Records show that Dairy Business Association lobbyists met with bill authors soon after the bill text was circulated in early June 2025 to discuss the herd size provision and other concerns with the legislation. The Dairy Business Association did not respond to requests for comment.
The office of State Rep. Clint Moses, a Menomonie Republican who co-introduced a similar bill in the state’s assembly, provided an early draft of a bill amendment to Dairy Business Association lobbyists ahead of the release of the amendment, according to an Aug. 5, 2025, email.
Despite meetings with lobbyists to express concerns about the bill’s language regarding herd size, the language has not changed to remove the animal unit cap.

Darin Von Ruden, president of the Wisconsin Farmers Union, said that if the legislation caps farm size, the funding will help more farmers. He said the Wisconsin Farmers Union supports maintaining the animal unit limit in the current legislation and will continue to watch the bill closely.
“The dollars that are available there could be easily swallowed up by two or three of the biggest farms in the state, and then nobody else will be able to be a part of that process,” Von Ruden said.
Stafsholt, the senator who introduced the bill, said the original purpose of the bill was to support small and medium-sized farms and keeping a limit on animal units will stop large farms from taking larger pieces of the program’s budget.
“Going forward, I have no intention of switching that number,” he said.
Bill addresses dairy’s undocumented workforce
The bill also points to the realities of drafting legislation affecting the dairy industry and navigating the sector’s open secret: undocumented labor.
Draft legislation shows bill authors intent on blocking farms that use undocumented labor from qualifying for the loan program. The current version of the bill would only allow farms that employ workers who are authorized to work in the state to apply for the program.
There are no definitive counts of the number of undocumented laborers working on Wisconsin dairy farms, but research estimates that nearly 70% of the state’s dairy industry relies on undocumented labor.

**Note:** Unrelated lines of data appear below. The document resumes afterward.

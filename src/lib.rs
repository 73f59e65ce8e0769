//! chirp 社区内容后端
//! 令牌认证、资源授权与帖子/评论/群组服务

pub mod auth;
pub mod clock;
pub mod config;
pub mod db;
pub mod error;
pub mod handlers;
pub mod middleware;
pub mod models;
pub mod repository;
pub mod routes;
pub mod services;
pub mod telemetry;
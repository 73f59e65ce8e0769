//! Group handlers

use crate::{
    auth::middleware::AuthContext,
    error::AppError,
    handlers::extract::{ValidatedJson, ValidatedPath},
    middleware::AppState,
    models::group::{AddModeratorRequest, CreateGroupRequest, UpdateGroupRequest},
};
use axum::{
    extract::State,
    http::StatusCode,
    response::IntoResponse,
    Json,
};
use std::sync::Arc;
use uuid::Uuid;

pub async fn create_group(
    State(state): State<Arc<AppState>>,
    auth_context: AuthContext,
    ValidatedJson(req): ValidatedJson<CreateGroupRequest>,
) -> Result<impl IntoResponse, AppError> {
    let group = state
        .group_service
        .create(auth_context.user_id, req)
        .await?;

    Ok((StatusCode::CREATED, Json(group)))
}

pub async fn list_groups(
    State(state): State<Arc<AppState>>,
) -> Result<impl IntoResponse, AppError> {
    let groups = state.group_service.list().await?;

    Ok(Json(groups))
}

pub async fn get_group(
    State(state): State<Arc<AppState>>,
    ValidatedPath(id): ValidatedPath<Uuid>,
) -> Result<impl IntoResponse, AppError> {
    let group = state.group_service.detail(id).await?;

    Ok(Json(group))
}

pub async fn update_group(
    State(state): State<Arc<AppState>>,
    auth_context: AuthContext,
    ValidatedPath(id): ValidatedPath<Uuid>,
    ValidatedJson(req): ValidatedJson<UpdateGroupRequest>,
) -> Result<impl IntoResponse, AppError> {
    let group = state
        .group_service
        .update(auth_context.user_id, id, req)
        .await?;

    Ok(Json(group))
}

pub async fn delete_group(
    State(state): State<Arc<AppState>>,
    auth_context: AuthContext,
    ValidatedPath(id): ValidatedPath<Uuid>,
) -> Result<impl IntoResponse, AppError> {
    state.group_service.delete(auth_context.user_id, id).await?;

    Ok(StatusCode::NO_CONTENT)
}

pub async fn add_moderator(
    State(state): State<Arc<AppState>>,
    auth_context: AuthContext,
    ValidatedPath(id): ValidatedPath<Uuid>,
    ValidatedJson(req): ValidatedJson<AddModeratorRequest>,
) -> Result<impl IntoResponse, AppError> {
    state
        .group_service
        .add_moderator(auth_context.user_id, id, req.user_id)
        .await?;

    Ok(StatusCode::NO_CONTENT)
}

pub async fn remove_moderator(
    State(state): State<Arc<AppState>>,
    auth_context: AuthContext,
    ValidatedPath((id, user_id)): ValidatedPath<(Uuid, Uuid)>,
) -> Result<impl IntoResponse, AppError> {
    state
        .group_service
        .remove_moderator(auth_context.user_id, id, user_id)
        .await?;

    Ok(StatusCode::NO_CONTENT)
}

pub async fn subscribe(
    State(state): State<Arc<AppState>>,
    auth_context: AuthContext,
    ValidatedPath(id): ValidatedPath<Uuid>,
) -> Result<impl IntoResponse, AppError> {
    state
        .group_service
        .subscribe(auth_context.user_id, id)
        .await?;

    Ok(StatusCode::NO_CONTENT)
}

pub async fn unsubscribe(
    State(state): State<Arc<AppState>>,
    auth_context: AuthContext,
    ValidatedPath(id): ValidatedPath<Uuid>,
) -> Result<impl IntoResponse, AppError> {
    state
        .group_service
        .unsubscribe(auth_context.user_id, id)
        .await?;

    Ok(StatusCode::NO_CONTENT)
}
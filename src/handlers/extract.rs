//! Extractors whose rejections use the JSON error body

use crate::error::AppError;
use axum::{
    extract::{
        rejection::{JsonRejection, PathRejection, QueryRejection},
        FromRequest, FromRequestParts, Path, Query, Request,
    },
    http::request::Parts,
    Json,
};
use serde::de::DeserializeOwned;
use validator::Validate;

/// `Json<T>` that also runs `T::validate`; both failures become 400
#[derive(Debug, Clone, Copy, Default)]
pub struct ValidatedJson<T>(pub T);

impl<S, T> FromRequest<S> for ValidatedJson<T>
where
    T: DeserializeOwned + Validate,
    S: Send + Sync,
{
    type Rejection = AppError;

    async fn from_request(req: Request, state: &S) -> Result<Self, Self::Rejection> {
        let Json(value) = Json::<T>::from_request(req, state)
            .await
            .map_err(|rejection: JsonRejection| AppError::Validation(rejection.body_text()))?;

        value.validate()?;

        Ok(Self(value))
    }
}

/// `Path<T>`; an unparsable segment becomes 400
#[derive(Debug, Clone, Copy, Default)]
pub struct ValidatedPath<T>(pub T);

impl<S, T> FromRequestParts<S> for ValidatedPath<T>
where
    T: DeserializeOwned + Send,
    S: Send + Sync,
{
    type Rejection = AppError;

    async fn from_request_parts(parts: &mut Parts, state: &S) -> Result<Self, Self::Rejection> {
        let Path(value) = Path::<T>::from_request_parts(parts, state)
            .await
            .map_err(|rejection: PathRejection| AppError::Validation(rejection.body_text()))?;

        Ok(Self(value))
    }
}

/// `Query<T>`; an undeserializable query string becomes 400
#[derive(Debug, Clone, Copy, Default)]
pub struct ValidatedQuery<T>(pub T);

impl<S, T> FromRequestParts<S> for ValidatedQuery<T>
where
    T: DeserializeOwned,
    S: Send + Sync,
{
    type Rejection = AppError;

    async fn from_request_parts(parts: &mut Parts, state: &S) -> Result<Self, Self::Rejection> {
        let Query(value) = Query::<T>::from_request_parts(parts, state)
            .await
            .map_err(|rejection: QueryRejection| AppError::Validation(rejection.body_text()))?;

        Ok(Self(value))
    }
}
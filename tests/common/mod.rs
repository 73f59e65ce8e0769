//! 测试公共模块
//! 提供测试辅助函数和测试工具

#![allow(dead_code)]

use axum::{
    body::Body,
    http::{header, HeaderMap, Method, Request, StatusCode},
    Router,
};
use chirp::{
    clock::Clock,
    config::{
        AppConfig, DatabaseConfig, DeployEnvironment, LoggingConfig, SecurityConfig,
        ServerConfig, StorageBackend,
    },
    middleware::AppState,
    repository::MemoryStore,
    routes,
    services::OwnershipPolicy,
};
use chrono::{DateTime, Duration, TimeZone, Utc};
use http_body_util::BodyExt;
use secrecy::Secret;
use serde_json::{json, Value};
use std::sync::{Arc, Mutex};
use tower::ServiceExt;

pub const TEST_SECRET: &str = "test-secret-key-for-testing-only-min-32-chars";

/// 创建测试配置（内存存储，轻量 Argon2 参数）
pub fn create_test_config() -> AppConfig {
    AppConfig {
        environment: DeployEnvironment::Development,
        server: ServerConfig {
            addr: "127.0.0.1:0".to_string(),
            graceful_shutdown_timeout_secs: 5,
            body_limit_bytes: 64 * 1024,
        },
        database: DatabaseConfig {
            backend: StorageBackend::Memory,
            url: None,
            max_connections: 5,
            min_connections: 1,
            acquire_timeout_secs: 5,
            idle_timeout_secs: 300,
            max_lifetime_secs: 1800,
        },
        logging: LoggingConfig {
            level: "debug".to_string(),
            format: "pretty".to_string(),
        },
        security: SecurityConfig {
            jwt_secret: Some(Secret::new(TEST_SECRET.to_string())),
            allow_insecure_dev_secret: false,
            password_min_length: 6,
            argon2_memory_kib: 1024,
            argon2_iterations: 1,
            argon2_parallelism: 1,
        },
    }
}

/// Clock the tests move by hand
pub struct ManualClock {
    now: Mutex<DateTime<Utc>>,
}

impl ManualClock {
    pub fn new(start: DateTime<Utc>) -> Self {
        Self {
            now: Mutex::new(start),
        }
    }

    pub fn advance(&self, by: Duration) {
        let mut now = self.now.lock().unwrap();
        *now += by;
    }
}

impl Clock for ManualClock {
    fn now(&self) -> DateTime<Utc> {
        *self.now.lock().unwrap()
    }
}

/// Router over a fresh in-memory store, plus the clock driving token expiry
pub struct TestApp {
    pub router: Router,
    pub clock: Arc<ManualClock>,
}

pub struct TestResponse {
    pub status: StatusCode,
    pub headers: HeaderMap,
    pub body: Value,
}

impl TestApp {
    pub fn new() -> Self {
        let clock = Arc::new(ManualClock::new(
            Utc.with_ymd_and_hms(2024, 5, 1, 12, 0, 0).unwrap(),
        ));
        let state = AppState::new(
            create_test_config(),
            Arc::new(MemoryStore::new()),
            clock.clone(),
            Arc::new(OwnershipPolicy),
        )
        .expect("Failed to build test app state");

        Self {
            router: routes::create_router(Arc::new(state)),
            clock,
        }
    }

    /// 发送请求并解析 JSON 响应（空响应体解析为 Null）
    pub async fn send(
        &self,
        method: Method,
        uri: &str,
        token: Option<&str>,
        body: Option<Value>,
    ) -> TestResponse {
        let mut builder = Request::builder().method(method).uri(uri);
        if let Some(token) = token {
            builder = builder.header(header::AUTHORIZATION, format!("Bearer {}", token));
        }
        let request = match body {
            Some(body) => builder
                .header(header::CONTENT_TYPE, "application/json")
                .body(Body::from(body.to_string()))
                .unwrap(),
            None => builder.body(Body::empty()).unwrap(),
        };

        self.send_request(request).await
    }

    pub async fn send_request(&self, request: Request<Body>) -> TestResponse {
        let response = self.router.clone().oneshot(request).await.unwrap();

        let status = response.status();
        let headers = response.headers().clone();
        let bytes = response.into_body().collect().await.unwrap().to_bytes();
        let body = if bytes.is_empty() {
            Value::Null
        } else {
            serde_json::from_slice(&bytes).unwrap_or(Value::Null)
        };

        TestResponse {
            status,
            headers,
            body,
        }
    }

    pub async fn get(&self, uri: &str, token: Option<&str>) -> TestResponse {
        self.send(Method::GET, uri, token, None).await
    }

    pub async fn post(&self, uri: &str, token: Option<&str>, body: Value) -> TestResponse {
        self.send(Method::POST, uri, token, Some(body)).await
    }

    pub async fn put(&self, uri: &str, token: Option<&str>, body: Value) -> TestResponse {
        self.send(Method::PUT, uri, token, Some(body)).await
    }

    pub async fn delete(&self, uri: &str, token: Option<&str>) -> TestResponse {
        self.send(Method::DELETE, uri, token, None).await
    }

    /// 注册用户，返回用户 ID
    pub async fn register(&self, nickname: &str, email: &str, password: &str) -> String {
        let response = self
            .post(
                "/api/v1/auth/register",
                None,
                json!({ "nickname": nickname, "email": email, "password": password }),
            )
            .await;
        assert_eq!(response.status, StatusCode::CREATED, "{}", response.body);

        response.body["id"].as_str().unwrap().to_string()
    }

    /// 登录并返回令牌
    pub async fn login(&self, email: &str, password: &str) -> String {
        let response = self
            .post(
                "/api/v1/auth/login",
                None,
                json!({ "email": email, "password": password }),
            )
            .await;
        assert_eq!(response.status, StatusCode::OK, "{}", response.body);

        response.body["token"].as_str().unwrap().to_string()
    }

    /// 注册并登录，返回 (用户 ID, 令牌)
    pub async fn sign_up(&self, nickname: &str) -> (String, String) {
        let email = format!("{}@example.com", nickname);
        let id = self.register(nickname, &email, "secret1").await;
        let token = self.login(&email, "secret1").await;
        (id, token)
    }

    pub async fn create_post(&self, token: &str, content: &str) -> String {
        let response = self
            .post("/api/v1/posts", Some(token), json!({ "content": content }))
            .await;
        assert_eq!(response.status, StatusCode::CREATED, "{}", response.body);

        response.body["id"].as_str().unwrap().to_string()
    }

    pub async fn create_group(&self, token: &str, name: &str) -> String {
        let response = self
            .post("/api/v1/groups", Some(token), json!({ "groupName": name }))
            .await;
        assert_eq!(response.status, StatusCode::CREATED, "{}", response.body);

        response.body["id"].as_str().unwrap().to_string()
    }
}
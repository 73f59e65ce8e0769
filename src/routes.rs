//! 路由注册
//! 创建所有 API 路由并应用中间件

use axum::{
    extract::DefaultBodyLimit,
    middleware,
    routing::{delete, get, post, put},
    Router,
};
use std::sync::Arc;
use tower_http::{
    cors::CorsLayer, limit::RequestBodyLimitLayer, trace::TraceLayer,
};

use crate::{auth::middleware::jwt_auth_middleware, handlers, middleware::AppState};

/// 创建应用路由
pub fn create_router(state: Arc<AppState>) -> Router {
    // 公开端点（健康检查）
    let health_routes = Router::new()
        .route("/health", get(handlers::health::health_check))
        .route("/ready", get(handlers::health::readiness_check));

    // 无需认证的读取与认证入口
    let public_routes = Router::new()
        .route("/api/v1/auth/register", post(handlers::auth::register))
        .route("/api/v1/auth/login", post(handlers::auth::login))
        .route("/api/v1/auth/refresh", post(handlers::auth::refresh_token))
        .route("/api/v1/users/{id}", get(handlers::user::get_user))
        .route("/api/v1/posts", get(handlers::post::list_posts))
        .route("/api/v1/posts/{id}", get(handlers::post::get_post))
        .route(
            "/api/v1/comments/posts/{id}/comments",
            get(handlers::comment::list_post_comments),
        )
        .route("/api/v1/groups", get(handlers::group::list_groups))
        .route("/api/v1/groups/{id}", get(handlers::group::get_group));

    // 需要认证的路由
    let authenticated_routes = Router::new()
        .route(
            "/api/v1/users/me",
            get(handlers::user::get_me).put(handlers::user::update_me),
        )
        .route("/api/v1/posts", post(handlers::post::create_post))
        .route(
            "/api/v1/posts/{id}",
            put(handlers::post::update_post).delete(handlers::post::delete_post),
        )
        .route("/api/v1/posts/{id}/vote", post(handlers::post::vote_post))
        .route("/api/v1/comments", post(handlers::comment::create_comment))
        .route(
            "/api/v1/comments/{id}",
            put(handlers::comment::update_comment).delete(handlers::comment::delete_comment),
        )
        .route(
            "/api/v1/comments/{id}/vote",
            post(handlers::comment::vote_comment),
        )
        .route("/api/v1/groups", post(handlers::group::create_group))
        .route(
            "/api/v1/groups/{id}",
            put(handlers::group::update_group).delete(handlers::group::delete_group),
        )
        .route(
            "/api/v1/groups/{id}/moderators",
            post(handlers::group::add_moderator),
        )
        .route(
            "/api/v1/groups/{id}/moderators/{user_id}",
            delete(handlers::group::remove_moderator),
        )
        .route(
            "/api/v1/groups/{id}/subscribe",
            post(handlers::group::subscribe).delete(handlers::group::unsubscribe),
        )
        .route_layer(middleware::from_fn_with_state(
            state.clone(),
            jwt_auth_middleware,
        ));

    let body_limit = state.config.server.body_limit_bytes;

    // 组合所有路由
    Router::new()
        .merge(health_routes)
        .merge(public_routes)
        .merge(authenticated_routes)
        .layer(DefaultBodyLimit::disable())
        .layer(RequestBodyLimitLayer::new(body_limit))
        .layer(CorsLayer::permissive())
        .layer(TraceLayer::new_for_http())
        .layer(middleware::from_fn(crate::middleware::request_tracking_middleware))
        .with_state(state)
}
//! Post service

use super::authorization::{found, require, Action, AuthorizationPolicy, Resource};
use crate::{
    error::AppError,
    models::{
        post::{
            CreatePostRequest, ListPostsQuery, NewPost, PaginatedPostsResponse, PostChanges,
            PostDetailDto, PostDto, PostFilter, UpdatePostRequest, VoteRequest, VoteResponse,
        },
    },
    repository::Store,
};
use std::sync::Arc;
use uuid::Uuid;

pub struct PostService {
    store: Arc<dyn Store>,
    policy: Arc<dyn AuthorizationPolicy>,
}

impl PostService {
    pub fn new(store: Arc<dyn Store>, policy: Arc<dyn AuthorizationPolicy>) -> Self {
        Self { store, policy }
    }

    pub async fn create(&self, author_id: Uuid, req: CreatePostRequest) -> Result<PostDto, AppError> {
        if let Some(group_id) = req.group_id {
            found(self.store.find_group(group_id).await?, "Group")?;
        }

        let post = self
            .store
            .create_post(NewPost {
                author_id,
                content: req.content,
                media_urls: req.media_urls,
                group_id: req.group_id,
            })
            .await?;

        tracing::info!(post_id = %post.id, author_id = %author_id, "Post created");
        Ok(post.into())
    }

    pub async fn list(&self, query: ListPostsQuery) -> Result<PaginatedPostsResponse, AppError> {
        let filter = PostFilter::from(query);
        let (posts, total_count) = self.store.list_posts(&filter).await?;

        Ok(PaginatedPostsResponse {
            posts: posts.into_iter().map(PostDto::from).collect(),
            page: filter.page,
            limit: filter.limit,
            total_count,
        })
    }

    pub async fn detail(&self, id: Uuid) -> Result<PostDetailDto, AppError> {
        let post = found(self.store.find_post(id).await?, "Post")?;
        let comments = self.store.list_comments_for_post(id).await?;

        Ok(PostDetailDto {
            post: post.into(),
            comments: comments.into_iter().map(Into::into).collect(),
        })
    }

    pub async fn update(
        &self,
        subject: Uuid,
        id: Uuid,
        req: UpdatePostRequest,
    ) -> Result<PostDto, AppError> {
        let post = found(self.store.find_post(id).await?, "Post")?;
        require(self.policy.as_ref(), subject, Action::Edit, Resource::Post(&post))?;

        let changes = PostChanges {
            content: req.content,
            media_urls: req.media_urls,
        };
        let post = found(self.store.update_post(id, changes).await?, "Post")?;

        Ok(post.into())
    }

    pub async fn delete(&self, subject: Uuid, id: Uuid) -> Result<(), AppError> {
        let post = found(self.store.find_post(id).await?, "Post")?;
        require(self.policy.as_ref(), subject, Action::Delete, Resource::Post(&post))?;

        if !self.store.delete_post(id).await? {
            return Err(AppError::not_found("Post"));
        }

        tracing::info!(post_id = %id, "Post deleted");
        Ok(())
    }

    pub async fn vote(
        &self,
        subject: Uuid,
        id: Uuid,
        req: VoteRequest,
    ) -> Result<VoteResponse, AppError> {
        let delta = req
            .delta()
            .ok_or_else(|| AppError::validation("value must be 1 or -1"))?;

        let post = found(self.store.find_post(id).await?, "Post")?;
        require(self.policy.as_ref(), subject, Action::Vote, Resource::Post(&post))?;

        let reputation = found(self.store.apply_post_vote(id, delta).await?, "Post")?;
        tracing::debug!(post_id = %id, user_id = %subject, delta, "Post vote applied");

        Ok(VoteResponse { reputation })
    }
}
//! Comment handlers

use crate::{
    auth::middleware::AuthContext,
    error::AppError,
    handlers::extract::{ValidatedJson, ValidatedPath},
    middleware::AppState,
    models::{
        comment::{CreateCommentRequest, UpdateCommentRequest},
        post::VoteRequest,
    },
};
use axum::{
    extract::State,
    http::StatusCode,
    response::IntoResponse,
    Json,
};
use std::sync::Arc;
use uuid::Uuid;

pub async fn create_comment(
    State(state): State<Arc<AppState>>,
    auth_context: AuthContext,
    ValidatedJson(req): ValidatedJson<CreateCommentRequest>,
) -> Result<impl IntoResponse, AppError> {
    let comment = state
        .comment_service
        .create(auth_context.user_id, req)
        .await?;

    Ok((StatusCode::CREATED, Json(comment)))
}

pub async fn list_post_comments(
    State(state): State<Arc<AppState>>,
    ValidatedPath(post_id): ValidatedPath<Uuid>,
) -> Result<impl IntoResponse, AppError> {
    let comments = state.comment_service.list_for_post(post_id).await?;

    Ok(Json(comments))
}

pub async fn update_comment(
    State(state): State<Arc<AppState>>,
    auth_context: AuthContext,
    ValidatedPath(id): ValidatedPath<Uuid>,
    ValidatedJson(req): ValidatedJson<UpdateCommentRequest>,
) -> Result<impl IntoResponse, AppError> {
    let comment = state
        .comment_service
        .update(auth_context.user_id, id, req)
        .await?;

    Ok(Json(comment))
}

pub async fn delete_comment(
    State(state): State<Arc<AppState>>,
    auth_context: AuthContext,
    ValidatedPath(id): ValidatedPath<Uuid>,
) -> Result<impl IntoResponse, AppError> {
    state
        .comment_service
        .delete(auth_context.user_id, id)
        .await?;

    Ok(StatusCode::NO_CONTENT)
}

pub async fn vote_comment(
    State(state): State<Arc<AppState>>,
    auth_context: AuthContext,
    ValidatedPath(id): ValidatedPath<Uuid>,
    ValidatedJson(req): ValidatedJson<VoteRequest>,
) -> Result<impl IntoResponse, AppError> {
    let vote = state
        .comment_service
        .vote(auth_context.user_id, id, req)
        .await?;

    Ok(Json(vote))
}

“I don’t have an issue with [farms] doing what they are doing,” Stafsholt said. “It’s more about following the law. We want to make sure taxpayer dollars funding the dairy cattle innovation program are not necessarily being utilized by those who fail to follow the basic law.”
In September 2025, Immigration and Customs Enforcement officers arrested dairy farm workers in Manitowoc County as part of a larger raid in the area. This comes as ICE raids have hit major agricultural industries and cities, detaining workers and increasing anxiety throughout the labor force.
Lobbyists from both the Farm Bureau and the Dairy Business Association initially expressed concerns about the impact this limitation would have.
In an August email from a member of Stafsholt’s staff to the senator, meeting notes show that Dairy Business Association representatives expressed concerns about the original requirement that farms employ only individuals legally authorized to work in Wisconsin, but that language remains in the current version.
“After conversations with the Wisconsin Department of Agriculture, Trade and Consumer Protection on how the bill provision will be facilitated and discussions with the bill authors, staff, and stakeholders, we are not prioritizing changing that provision,” Jason Mugnaini, a Wisconsin Farm Bureau lobbyist, told Investigate Midwest in December.